Multiphoton microscopy, including second-harmonic generation, produces high-resolution, three-dimensional pictures of tissue with minimal damage to living cells, using a laser that produces a stream of extremely short, intense pulses. When two or three photons strike a biological molecule at the same time, their energies combine. This has the cumulative effect of delivering one photon -- with nearly twice the energy -- to the sample. By adjusting the plane of focus, a multiphoton microscope can produce a vivid image deep within living tissue. And by "stacking" multiple images at various depths of focus, the system produces three-dimensional images or movies.
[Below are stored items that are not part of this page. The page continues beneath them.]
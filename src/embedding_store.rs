//! Persisting computed embeddings between runs.
//!
//! The whole embedding matrix is serialized as a single binary snapshot so
//! a later run can skip re-encoding the corpus. No versioning, no partial
//! reads; I/O and decode errors propagate to the caller.

use std::{
    fs::File,
    io::{BufReader, BufWriter},
    path::Path,
};

use serde::{Deserialize, Serialize};

use crate::error::{Error, Result};

/// A dense row-major matrix of embedding vectors.
///
/// Row `i` holds the vector for the `i`-th input of the encoding batch, so
/// row positions line up with the chunk collection that produced them.
#[derive(Debug, Clone, PartialEq, Serialize, Deserialize)]
pub struct EmbeddingMatrix {
    dimension: usize,
    data: Vec<f32>,
}

impl EmbeddingMatrix {
    /// Build a matrix from per-input vectors, validating that every row has
    /// the same dimensionality.
    pub fn from_rows(rows: Vec<Vec<f32>>) -> Result<Self> {
        let Some(first) = rows.first() else {
            return Ok(Self {
                dimension: 0,
                data: Vec::new(),
            });
        };

        let dimension = first.len();
        if dimension == 0 {
            return Err(Error::Config(
                "embedding vectors must be non-empty".into(),
            ));
        }

        let mut data = Vec::with_capacity(rows.len() * dimension);
        for row in &rows {
            if row.len() != dimension {
                return Err(Error::DimensionMismatch {
                    expected: dimension,
                    actual: row.len(),
                });
            }
            data.extend_from_slice(row);
        }

        Ok(Self { dimension, data })
    }

    /// Number of vectors stored.
    pub fn len(&self) -> usize {
        if self.dimension == 0 {
            0
        } else {
            self.data.len() / self.dimension
        }
    }

    pub fn is_empty(&self) -> bool {
        self.len() == 0
    }

    /// Dimensionality shared by every stored vector.
    pub fn dimension(&self) -> usize {
        self.dimension
    }

    /// The `i`-th vector. Panics if `i` is out of bounds.
    pub fn row(&self, i: usize) -> &[f32] {
        let start = i * self.dimension;
        &self.data[start..start + self.dimension]
    }

    /// Iterate over all vectors in storage order.
    pub fn rows(&self) -> impl Iterator<Item = &[f32]> {
        self.data.chunks_exact(self.dimension.max(1))
    }
}

/// Serialize the matrix to a binary snapshot at `path`, overwriting any
/// existing file.
pub fn save_embeddings(matrix: &EmbeddingMatrix, path: &Path) -> Result<()> {
    let file = File::create(path)?;
    let mut writer = BufWriter::new(file);
    bincode::serialize_into(&mut writer, matrix)?;
    Ok(())
}

/// Load a matrix previously written by [`save_embeddings`].
pub fn load_embeddings(path: &Path) -> Result<EmbeddingMatrix> {
    let file = File::open(path)?;
    let reader = BufReader::new(file);
    Ok(bincode::deserialize_from(reader)?)
}

#[cfg(test)]
mod tests {
    use super::*;

    fn sample_matrix() -> EmbeddingMatrix {
        EmbeddingMatrix::from_rows(vec![
            vec![1.0, 2.0, 3.0],
            vec![4.0, 5.0, 6.0],
            vec![7.0, 8.0, 9.0],
        ])
        .unwrap()
    }

    #[test]
    fn from_rows_preserves_order_and_dimension() {
        let matrix = sample_matrix();
        assert_eq!(matrix.len(), 3);
        assert_eq!(matrix.dimension(), 3);
        assert_eq!(matrix.row(0), &[1.0, 2.0, 3.0]);
        assert_eq!(matrix.row(2), &[7.0, 8.0, 9.0]);

        let rows: Vec<&[f32]> = matrix.rows().collect();
        assert_eq!(rows.len(), 3);
        assert_eq!(rows[1], &[4.0, 5.0, 6.0]);
    }

    #[test]
    fn from_rows_rejects_ragged_input() {
        let err = EmbeddingMatrix::from_rows(vec![
            vec![1.0, 2.0],
            vec![3.0],
        ])
        .unwrap_err();
        assert!(matches!(
            err,
            Error::DimensionMismatch {
                expected: 2,
                actual: 1
            }
        ));
    }

    #[test]
    fn empty_matrix() {
        let matrix = EmbeddingMatrix::from_rows(Vec::new()).unwrap();
        assert!(matrix.is_empty());
        assert_eq!(matrix.len(), 0);
        assert_eq!(matrix.rows().count(), 0);
    }

    #[test]
    fn save_load_round_trip() {
        let tmp = tempfile::tempdir().unwrap();
        let path = tmp.path().join("embeddings.bin");
        let matrix = sample_matrix();

        save_embeddings(&matrix, &path).unwrap();
        let loaded = load_embeddings(&path).unwrap();

        assert_eq!(loaded, matrix);
    }

    #[test]
    fn load_missing_file_propagates_io_error() {
        let tmp = tempfile::tempdir().unwrap();
        let err = load_embeddings(&tmp.path().join("nope.bin")).unwrap_err();
        assert!(matches!(err, Error::Io(_)));
    }

    #[test]
    fn save_to_unwritable_path_propagates_io_error() {
        let tmp = tempfile::tempdir().unwrap();
        let path = tmp.path().join("missing").join("embeddings.bin");
        let err = save_embeddings(&sample_matrix(), &path).unwrap_err();
        assert!(matches!(err, Error::Io(_)));
    }
}
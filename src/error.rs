use std::path::PathBuf;

pub type Result<T> = std::result::Result<T, Error>;

#[derive(Debug, thiserror::Error)]
pub enum Error {
    #[error("I/O error: {0}")]
    Io(#[from] std::io::Error),

    #[error("CSV error: {0}")]
    Csv(#[from] csv::Error),

    #[error("serialization error: {0}")]
    Serialize(#[from] bincode::Error),

    #[error("embedding error: {0}")]
    Embedding(String),

    #[error("configuration error: {0}")]
    Config(String),

    #[error("dimension mismatch: expected {expected}, got {actual}")]
    DimensionMismatch { expected: usize, actual: usize },

    #[error("data directory does not exist and could not be created: {0}")]
    DataDir(PathBuf),
}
Each action potential is a single nerve impulse, traveling through a neuron as chemically gated ion channels open and close with changes in electrical polarity. The quantum physical optics phenomenon, second-harmonic generation (SHG) is the first multiphoton technique capable of detecting action potentials. SHG is particularly useful for imaging these impulses because it picks out only the cell membrane where impulses occur and does not suffer from other background signals. This selectivity, combined with SHG's fast response to the electrical signals, allows for high signal-to-noise ratio recordings of neuron signaling.
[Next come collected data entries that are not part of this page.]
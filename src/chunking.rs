//! Splitting long documents into overlapping segments.
//!
//! Text is split recursively on natural separators (paragraph break, line
//! break, sentence end, word boundary) before falling back to raw character
//! cuts. The resulting pieces are merged greedily into chunks of at most
//! `chunk_size` characters, with consecutive chunks sharing up to `overlap`
//! characters of trailing context.

use std::path::Path;

use serde::Serialize;

use crate::{
    corpus::Record,
    error::{Error, Result},
};

/// Separators tried in order, from coarsest to finest.
const SEPARATORS: &[&str] = &["\n\n", "\n", ". ", " "];

/// Default maximum chunk size in characters.
pub const DEFAULT_CHUNK_SIZE: usize = 1000;

/// Default overlap between adjacent chunks in characters.
pub const DEFAULT_CHUNK_OVERLAP: usize = 200;

/// A bounded-size span of text from a larger record.
///
/// `seq` is contiguous from 0 within a record; `(record_id, seq)` is unique
/// across one chunking pass.
#[derive(Debug, Clone, PartialEq)]
pub struct Chunk {
    /// Identifier of the parent record.
    pub record_id: String,
    /// Zero-based position within the parent record.
    pub seq: usize,
    /// The chunk text.
    pub text: String,
}

/// Splits text into chunks of bounded size with configurable overlap.
///
/// # Examples
///
/// ```
/// use passfind::chunking::ChunkSplitter;
///
/// let splitter = ChunkSplitter::new(1000, 200).unwrap();
///
/// // Short text returns a single chunk equal to the input
/// let chunks = splitter.split("Hello, world!");
/// assert_eq!(chunks, vec!["Hello, world!".to_string()]);
///
/// // Long text gets split
/// let text = "word ".repeat(500);
/// assert!(splitter.split(&text).len() >= 2);
/// ```
#[derive(Debug, Clone, Copy)]
pub struct ChunkSplitter {
    chunk_size: usize,
    overlap: usize,
}

impl ChunkSplitter {
    /// Create a splitter. `overlap` must be strictly smaller than
    /// `chunk_size`, and `chunk_size` must be non-zero.
    pub fn new(chunk_size: usize, overlap: usize) -> Result<Self> {
        if chunk_size == 0 {
            return Err(Error::Config("chunk size must be non-zero".into()));
        }
        if overlap >= chunk_size {
            return Err(Error::Config(format!(
                "overlap ({overlap}) must be smaller than chunk size ({chunk_size})"
            )));
        }
        Ok(Self { chunk_size, overlap })
    }

    pub fn chunk_size(&self) -> usize {
        self.chunk_size
    }

    pub fn overlap(&self) -> usize {
        self.overlap
    }

    /// Split text into ordered chunks.
    ///
    /// Empty input yields no chunks; input of at most `chunk_size`
    /// characters yields exactly one chunk equal to the input. No chunk
    /// exceeds `chunk_size` characters.
    pub fn split(&self, text: &str) -> Vec<String> {
        if text.is_empty() {
            return Vec::new();
        }
        if char_len(text) <= self.chunk_size {
            return vec![text.to_string()];
        }

        let pieces = split_pieces(text, SEPARATORS, self.chunk_size);
        self.merge(pieces)
    }

    /// Merge separator-bounded pieces into chunks, re-seeding each new
    /// chunk with trailing pieces totaling at most `overlap` characters.
    fn merge(&self, pieces: Vec<String>) -> Vec<String> {
        let mut chunks = Vec::new();
        let mut current: Vec<String> = Vec::new();
        let mut current_len = 0usize;

        for piece in pieces {
            let piece_len = char_len(&piece);

            if current_len + piece_len > self.chunk_size && !current.is_empty()
            {
                emit(&mut chunks, &current);

                // Drop leading pieces until what remains fits inside the
                // overlap budget and leaves room for the incoming piece.
                while current_len > self.overlap
                    || (current_len + piece_len > self.chunk_size
                        && current_len > 0)
                {
                    let dropped = current.remove(0);
                    current_len -= char_len(&dropped);
                }
            }

            current.push(piece);
            current_len += piece_len;
        }

        emit(&mut chunks, &current);
        chunks
    }
}

impl Default for ChunkSplitter {
    fn default() -> Self {
        Self {
            chunk_size: DEFAULT_CHUNK_SIZE,
            overlap: DEFAULT_CHUNK_OVERLAP,
        }
    }
}

fn emit(chunks: &mut Vec<String>, current: &[String]) {
    let chunk = current.concat();
    if !chunk.trim().is_empty() {
        chunks.push(chunk);
    }
}

fn char_len(s: &str) -> usize {
    s.chars().count()
}

/// Split on the first separator present in the text, keeping the separator
/// attached to the preceding piece; recurse into pieces still longer than
/// `max` with the remaining separators, hard-cutting as a last resort.
fn split_pieces(text: &str, separators: &[&str], max: usize) -> Vec<String> {
    let Some((sep, rest)) = separators.split_first() else {
        return hard_cut(text, max);
    };

    if !text.contains(sep) {
        return split_pieces(text, rest, max);
    }

    let mut out = Vec::new();
    for piece in split_keep_separator(text, sep) {
        if char_len(&piece) <= max {
            out.push(piece);
        } else {
            out.extend(split_pieces(&piece, rest, max));
        }
    }
    out
}

fn split_keep_separator(text: &str, sep: &str) -> Vec<String> {
    let mut pieces = Vec::new();
    let mut rest = text;
    while let Some(pos) = rest.find(sep) {
        let end = pos + sep.len();
        pieces.push(rest[..end].to_string());
        rest = &rest[end..];
    }
    if !rest.is_empty() {
        pieces.push(rest.to_string());
    }
    pieces
}

fn hard_cut(text: &str, max: usize) -> Vec<String> {
    let chars: Vec<char> = text.chars().collect();
    chars
        .chunks(max)
        .map(|window| window.iter().collect())
        .collect()
}

/// Chunk every record, tagging each chunk with its parent id and a
/// zero-based sequence index.
pub fn chunk_records(
    records: &[Record],
    splitter: &ChunkSplitter,
) -> Vec<Chunk> {
    let mut chunks = Vec::new();
    for record in records {
        for (seq, text) in splitter.split(&record.content).into_iter().enumerate()
        {
            chunks.push(Chunk {
                record_id: record.id.clone(),
                seq,
                text,
            });
        }
    }
    chunks
}

/// Chunk every record and write the tabular snapshot to `snapshot_path`.
///
/// A failed snapshot write is logged and otherwise ignored; the in-memory
/// chunks are returned either way.
pub fn chunk_corpus(
    records: &[Record],
    splitter: &ChunkSplitter,
    snapshot_path: &Path,
) -> Vec<Chunk> {
    let chunks = chunk_records(records, splitter);

    if let Err(e) = write_chunk_snapshot(&chunks, snapshot_path) {
        tracing::warn!(
            "could not write chunk snapshot to {}: {e}",
            snapshot_path.display()
        );
    }

    chunks
}

#[derive(Serialize)]
struct ChunkRow<'a> {
    str_idx: &'a str,
    chunk_id: usize,
    chunk: &'a str,
}

/// Write chunks as CSV with columns `str_idx`, `chunk_id`, `chunk`.
/// Overwrites any existing file.
pub fn write_chunk_snapshot(chunks: &[Chunk], path: &Path) -> Result<()> {
    let mut writer = csv::Writer::from_path(path)?;
    for chunk in chunks {
        writer.serialize(ChunkRow {
            str_idx: &chunk.record_id,
            chunk_id: chunk.seq,
            chunk: &chunk.text,
        })?;
    }
    writer.flush()?;
    Ok(())
}

#[cfg(test)]
mod tests {
    use super::*;

    fn record(id: &str, content: &str) -> Record {
        Record {
            id: id.to_string(),
            content: content.to_string(),
        }
    }

    #[test]
    fn short_text_single_chunk() {
        let splitter = ChunkSplitter::default();
        let chunks = splitter.split("Hello, world!");
        assert_eq!(chunks, vec!["Hello, world!".to_string()]);
    }

    #[test]
    fn empty_text_no_chunks() {
        let splitter = ChunkSplitter::default();
        assert!(splitter.split("").is_empty());
    }

    #[test]
    fn rejects_overlap_not_smaller_than_chunk_size() {
        assert!(ChunkSplitter::new(100, 100).is_err());
        assert!(ChunkSplitter::new(100, 150).is_err());
        assert!(ChunkSplitter::new(0, 0).is_err());
        assert!(ChunkSplitter::new(100, 99).is_ok());
    }

    #[test]
    fn long_text_respects_chunk_size() {
        let splitter = ChunkSplitter::new(100, 20).unwrap();
        let text = "the quick brown fox jumps over the lazy dog. ".repeat(20);
        let chunks = splitter.split(&text);

        assert!(chunks.len() >= 2);
        for chunk in &chunks {
            assert!(chunk.chars().count() <= 100, "chunk too long: {chunk:?}");
        }
    }

    #[test]
    fn prefers_paragraph_boundaries() {
        let splitter = ChunkSplitter::new(40, 0).unwrap();
        let text = "First paragraph here.\n\nSecond paragraph here.";
        let chunks = splitter.split(&text);

        assert_eq!(chunks.len(), 2);
        assert_eq!(chunks[0], "First paragraph here.\n\n");
        assert_eq!(chunks[1], "Second paragraph here.");
    }

    #[test]
    fn chunks_cover_all_words() {
        let splitter = ChunkSplitter::new(50, 0).unwrap();
        let words: Vec<String> =
            (0..60).map(|i| format!("word{i}")).collect();
        let text = words.join(" ");
        let chunks = splitter.split(&text);

        let joined = chunks.concat();
        for word in &words {
            assert!(joined.contains(word.as_str()), "missing {word}");
        }
    }

    #[test]
    fn consecutive_chunks_overlap() {
        let splitter = ChunkSplitter::new(60, 20).unwrap();
        let text = "alpha beta gamma delta epsilon zeta eta theta iota \
                    kappa lambda mu nu xi omicron pi rho sigma tau";
        let chunks = splitter.split(&text);
        assert!(chunks.len() >= 2);

        // Each chunk after the first starts with text already seen.
        for window in chunks.windows(2) {
            let first_word =
                window[1].split_whitespace().next().unwrap().to_string();
            assert!(
                window[0].contains(&first_word),
                "expected overlap between {:?} and {:?}",
                window[0],
                window[1]
            );
        }
    }

    #[test]
    fn hard_cuts_text_without_separators() {
        let splitter = ChunkSplitter::new(10, 0).unwrap();
        let text = "a".repeat(35);
        let chunks = splitter.split(&text);

        assert_eq!(chunks.len(), 4);
        assert_eq!(chunks.concat(), text);
    }

    #[test]
    fn handles_multibyte_characters() {
        let splitter = ChunkSplitter::new(20, 5).unwrap();
        let text = "café ☕ naïve 日本語 🎉 ".repeat(10);
        let chunks = splitter.split(&text);

        assert!(!chunks.is_empty());
        for chunk in &chunks {
            assert!(chunk.chars().count() <= 20);
        }
    }

    #[test]
    fn chunk_records_assigns_contiguous_sequence() {
        let splitter = ChunkSplitter::new(30, 0).unwrap();
        let records = vec![
            record("ch1", &"one two three four five six. ".repeat(5)),
            record("ch2", "short"),
        ];

        let chunks = chunk_records(&records, &splitter);

        let ch1: Vec<_> =
            chunks.iter().filter(|c| c.record_id == "ch1").collect();
        assert!(ch1.len() >= 2);
        for (i, chunk) in ch1.iter().enumerate() {
            assert_eq!(chunk.seq, i);
        }

        let ch2: Vec<_> =
            chunks.iter().filter(|c| c.record_id == "ch2").collect();
        assert_eq!(ch2.len(), 1);
        assert_eq!(ch2[0].seq, 0);
        assert_eq!(ch2[0].text, "short");
    }

    #[test]
    fn snapshot_written_with_expected_columns() {
        let tmp = tempfile::tempdir().unwrap();
        let path = tmp.path().join("chunks.csv");
        let splitter = ChunkSplitter::default();
        let records = vec![record("ch1", "some text")];

        let chunks = chunk_corpus(&records, &splitter, &path);
        assert_eq!(chunks.len(), 1);

        let contents = std::fs::read_to_string(&path).unwrap();
        assert!(contents.starts_with("str_idx,chunk_id,chunk"));
        assert!(contents.contains("ch1,0,some text"));
    }

    #[test]
    fn failed_snapshot_write_keeps_chunks() {
        let tmp = tempfile::tempdir().unwrap();
        // Parent directory does not exist, so the write must fail.
        let path = tmp.path().join("missing").join("chunks.csv");
        let splitter = ChunkSplitter::default();
        let records = vec![record("ch1", "still usable")];

        let chunks = chunk_corpus(&records, &splitter, &path);

        assert_eq!(chunks.len(), 1);
        assert_eq!(chunks[0].text, "still usable");
        assert!(!path.exists());
    }
}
SHG in light waves, Dombeck explains, is similar to the more familiar phenomenon in sound waves, such as those produced in the body of a guitar. The second-harmonic of a guitar string's vibration is twice as high in pitch when it resonates in the wood body of the guitar. Similarly, laser light striking molecules of uniform polarity produces a second-harmonic wave of twice the energy -- or half the wavelength -- which is easily detected by the microscope in the forward propagating direction.
Thus, every change in polarity and every action potential is optically imaged in submicrometer and millisecond spatiotemporal resolution. Previous attempts in other laboratories to record fast electrical signals in live cells with SHG had achieved, at best, about 1-second resolution and were not detecting impulses a few milliseconds in duration.
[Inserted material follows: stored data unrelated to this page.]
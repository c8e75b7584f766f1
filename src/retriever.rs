//! Mapping index search results back to chunks.
//!
//! The index only knows vector positions; the retriever pairs an index with
//! the chunk collection whose encoding order produced it, and refuses to be
//! built when the two disagree in length.

use serde::Serialize;

use crate::{
    chunking::Chunk,
    embedder::TextEncoder,
    error::{Error, Result},
    index::VectorIndex,
};

/// A retrieved chunk and its distance from the query.
#[derive(Debug, Clone, Serialize)]
pub struct ScoredChunk {
    pub record_id: String,
    pub seq: usize,
    pub text: String,
    pub distance: f32,
}

/// Answers queries against an index plus the chunk collection backing it.
#[derive(Debug)]
pub struct Retriever<'a, I: VectorIndex> {
    index: &'a I,
    chunks: &'a [Chunk],
}

impl<'a, I: VectorIndex> Retriever<'a, I> {
    /// Pair an index with its backing chunks.
    ///
    /// The chunk at position `i` must be the text whose vector was added to
    /// the index at position `i`; a length mismatch means the pairing is
    /// wrong and is rejected outright.
    pub fn new(index: &'a I, chunks: &'a [Chunk]) -> Result<Self> {
        if index.len() != chunks.len() {
            return Err(Error::Config(format!(
                "index holds {} vectors but {} chunks were provided; \
                 the index must be rebuilt from this chunk set",
                index.len(),
                chunks.len()
            )));
        }
        Ok(Self { index, chunks })
    }

    /// Embed the query and return the `top_n` closest chunks, ordered by
    /// ascending distance. Returns fewer than `top_n` results when the
    /// index is smaller.
    pub fn retrieve(
        &self,
        encoder: &mut dyn TextEncoder,
        query: &str,
        top_n: usize,
    ) -> Result<Vec<ScoredChunk>> {
        let query_vector = encoder.encode_query(query)?;
        let neighbors = self.index.search(&query_vector, top_n)?;

        Ok(neighbors
            .into_iter()
            .map(|n| {
                let chunk = &self.chunks[n.position];
                ScoredChunk {
                    record_id: chunk.record_id.clone(),
                    seq: chunk.seq,
                    text: chunk.text.clone(),
                    distance: n.distance,
                }
            })
            .collect())
    }
}

/// Format results for human-readable terminal output.
pub fn format_human(results: &[ScoredChunk]) {
    if results.is_empty() {
        println!("No results found.");
        return;
    }

    for (rank, r) in results.iter().enumerate() {
        println!(
            "{:>3}. [{:.3}] {}#{}",
            rank + 1,
            r.distance,
            r.record_id,
            r.seq
        );
        let preview: String = r.text.chars().take(160).collect();
        println!("     {}", preview.replace('\n', " "));
    }
    println!("\n{} result(s)", results.len());
}

/// Format results as a JSON document on stdout.
pub fn format_json(results: &[ScoredChunk], query: &str) -> Result<()> {
    let output = serde_json::json!({
        "query": query,
        "result_count": results.len(),
        "results": results,
    });
    println!(
        "{}",
        serde_json::to_string(&output)
            .map_err(|e| Error::Config(format!("JSON encoding failed: {e}")))?
    );
    Ok(())
}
"Nevertheless, with all the advantages of second-harmonic generation, we still faced two obstacles in imaging action potentials in living tissue," says Webb, the co-inventor (with Winfried Denk) of multiphoton microscopy. "First, many dyes are chemically toxic to neurons of living animals, and secondly, the intense laser pulses can cause phototoxic damage."
These obstacles were overcome by using a less-toxic dye, a longer illumination wavelength and by limiting the duration and intensity of the laser pulses. "Also, we conducted the first demonstration of this technique in a single cell of a pretty robust creature, the sea slug. But to use this imaging technique in more sensitive animals, we need to find an even less toxic dye," says Webb, adding that this will be a challenge.
But expanding the imaging from a single neuron to a larger network will be simple enough, says Dombeck. With the microscope's field of view, he says, it should be possible to record electrical signaling between many neurons at once.
Development of the new technique was supported, in part, by the Defense Advanced Research Projects Agency, the National Institutes of Health and by Centre National de la Recherche Scientifique, the French national science-funding agency. The biophysicists have applied for a patent on the process, titled "Nonlinear Optical Detection of Fast Cellular Electrical Activity," through the Cornell Research Foundation.